From Bangladesh to the World Cup: Meet the children at LEEDO’s Peace Home

By Nina Ford | May 20, 2019 | Asia | Education, Freedom from Violence & Exploitation, Youth Empowerment

At Peace Home, children who once lived on the streets of Dhaka have a family, a bright future … and a little bit of international fame. Join us on our visit.

Many of us can only dream of growing up to compete in the World Cup. For eight children supported by our partner Local Education and Economic Development Organization (LEEDO), that dream just became a reality.

We met Jesmin Akter, Sopna Akter Sumi, Sania Mirza, Arzu Rahman, Rasel Islam, Md. Nizam, Abul Kashem, and Md. Rubel at LEEDO’s Peace Home on April 29. The same night, the group of 14- to 17-year-olds flew to the United Kingdom to play in the first-ever Street Child Cricket World Cup.

LEEDO's Street Child Cricket World Cup team members stand outside holding the flag of Bangladesh and raising their hands in victory. © LEEDO

The cricket team members after being selected to play in the semifinals. © LEEDO

Competing against nine other teams from across Europe, Africa, and Asia, the Bangladeshi youth made it all the way to the semifinals, placing fourth in the tournament overall.

On their trip, they did more than just play cricket. They also saw the sights of Cambridge, gave interviews to the press, and helped raise international awareness about the needs and rights of children who have been separated from their families.

The cricket team practicing in Cambridge. © LEEDO

The cricket team practicing in Cambridge. © LEEDO

The cricket team with British MPs and Bangladeshi government representatives. © LEEDO

The cricket team with British MPs and Bangladeshi government representatives. © LEEDO

They spread the message that all children – regardless of their background – deserve peace, love, safety, and the opportunity to reach their full potential.

“When they come back to Bangladesh, they will be part of a special group, and they will be advocates for the other kids who are still living on the street,” LEEDO’s Executive Director Forhad Hossain said about the team members.

We’re even more inspired by these young leaders when we learn about their strength and the obstacles they’ve already overcome.

Four children in bright colors and festive clothing stand under a decorated canopy. © LEEDO

Members of the cricket team during a festival at Peace Home. © LEEDO

The eight girls and boys who competed in the World Cup were themselves separated from their families and lived on the streets of Dhaka before they arrived at Peace Home. Many survived dangerous jobs, exploitation, and abuse during the time when they didn’t have a home.

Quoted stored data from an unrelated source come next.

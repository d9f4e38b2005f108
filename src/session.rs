// =============================================================================
// Session Manager — maps timestamps to session phases and trading windows
// =============================================================================

use chrono::{DateTime, Timelike, Utc};
use serde::{Deserialize, Serialize};

use crate::config::{parse_hhmm, RiskConfig};

/// Trading-day phase, derived from the UTC clock.
#[derive(Debug, Clone, Copy, PartialEq, Eq, Serialize, Deserialize)]
pub enum SessionPhase {
    /// Overnight Globex / Asian hours.
    Overnight,
    /// European cash hours, 07:00-14:30 UTC.
    London,
    /// New York cash open, 14:30-17:00 UTC.
    NyMorning,
    /// New York afternoon into the close, 17:00-21:00 UTC.
    NyAfternoon,
}

impl SessionPhase {
    /// Position-size multiplier for the phase.
    pub fn size_multiplier(self) -> f64 {
        match self {
            Self::NyMorning => 1.2,
            Self::NyAfternoon => 1.0,
            Self::London => 0.8,
            Self::Overnight => 0.3,
        }
    }
}

impl std::fmt::Display for SessionPhase {
    fn fmt(&self, f: &mut std::fmt::Formatter<'_>) -> std::fmt::Result {
        let s = match self {
            Self::Overnight => "OVERNIGHT",
            Self::London => "LONDON",
            Self::NyMorning => "NY_MORNING",
            Self::NyAfternoon => "NY_AFTERNOON",
        };
        write!(f, "{s}")
    }
}

/// Stateless classifier over epoch timestamps.
pub struct SessionManager {
    no_trade_before_min: u32,
    no_trade_after_min: u32,
}

impl SessionManager {
    pub fn from_risk_config(risk: &RiskConfig) -> Self {
        // Config was validated at startup; fall back to an always-open
        // window rather than panic if it was mutated since.
        Self {
            no_trade_before_min: parse_hhmm(&risk.no_trade_before).unwrap_or(0),
            no_trade_after_min: parse_hhmm(&risk.no_trade_after).unwrap_or(24 * 60 - 1),
        }
    }

    fn utc(epoch_secs: f64) -> DateTime<Utc> {
        DateTime::from_timestamp(epoch_secs as i64, 0).unwrap_or_else(Utc::now)
    }

    pub fn phase(&self, epoch_secs: f64) -> SessionPhase {
        let t = Self::utc(epoch_secs);
        let minutes = t.hour() * 60 + t.minute();
        match minutes {
            m if (7 * 60..14 * 60 + 30).contains(&m) => SessionPhase::London,
            m if (14 * 60 + 30..17 * 60).contains(&m) => SessionPhase::NyMorning,
            m if (17 * 60..21 * 60).contains(&m) => SessionPhase::NyAfternoon,
            _ => SessionPhase::Overnight,
        }
    }

    /// True when entries are allowed at this time per the configured
    /// `[no_trade_before, no_trade_after]` window.
    pub fn in_trading_window(&self, epoch_secs: f64) -> bool {
        let t = Self::utc(epoch_secs);
        let minutes = t.hour() * 60 + t.minute();
        minutes >= self.no_trade_before_min && minutes <= self.no_trade_after_min
    }

    /// True during the first half hour of the NY session (used by the
    /// opening-drive strategy).
    pub fn is_opening_window(&self, epoch_secs: f64) -> bool {
        let t = Self::utc(epoch_secs);
        let minutes = t.hour() * 60 + t.minute();
        (14 * 60 + 30..15 * 60).contains(&minutes)
    }

    pub fn size_multiplier(&self, epoch_secs: f64) -> f64 {
        self.phase(epoch_secs).size_multiplier()
    }
}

The LEEDO staff who made contact with the children – at railway stations and in other areas of the country’s capital – immediately provided them with safe lodging, meals, clothing, and medical treatment at a temporary shelter, called Setu Bandhan. They worked to locate the children’s parents or relatives. When those attempts failed, the children found a permanent home with LEEDO.

Entrance to Peace Home. © Global Fund for Children

The entrance to Peace Home. © Global Fund for Children

They joined a new family at Peace Home. It’s the first comprehensive, long-term home in Dhaka specifically built for kids who used to live on the street, and it now serves more than 50 children.

Many children smile at the camera at Peace Home. © LEEDO

Members of the family at Peace Home. © LEEDO

At Peace Home, an adult “mother” and “father” live with and care for the children around the clock. Kids of all ages and abilities have the chance to attend formal school, play, learn new skills like dance and sports, and pursue a future full of new opportunities.

A plywood wall painted with a girl pushing a boy in a wheelchair. © Global Fund for Children

Peace Home promotes inclusivity and supports 12 children with special needs. © Global Fund for Children

Peace Home is also expanding. The team is adding more space and new facilities, including a new playground, to the building. Next year, they aim to provide a home to 100 children – nearly twice as many as live there now.

Colored tiles, a swing set, and red stairs line LEEDO's indoor patio. © Global Fund for Children

Colorful tiles and activities line Peace Home's inside patio. © Global Fund for Children

Peace Home's bamboo playground illuminated at night. © LEEDO

Peace Home's bamboo playground illuminated at night. © LEEDO

And Peace Home is only one piece of LEEDO’s work. The community-based organization provides free, weekly classes to children in local parks through its School Under the Sky. Its Mobile Schools travel to the locations where children are most in need, engaging them through educational games and activities. It also provides financial support for children and families who have been reunited, helping them pay for safe housing and keep the kids in school.

“GFC is helping us to run School Under the Sky in Kamalapur Railway Station and also run our Mobile School once a week. Through this Mobile School last year, we reached more than 5,000 children. It’s definitely very important work that GFC’s helping,” Forhad said.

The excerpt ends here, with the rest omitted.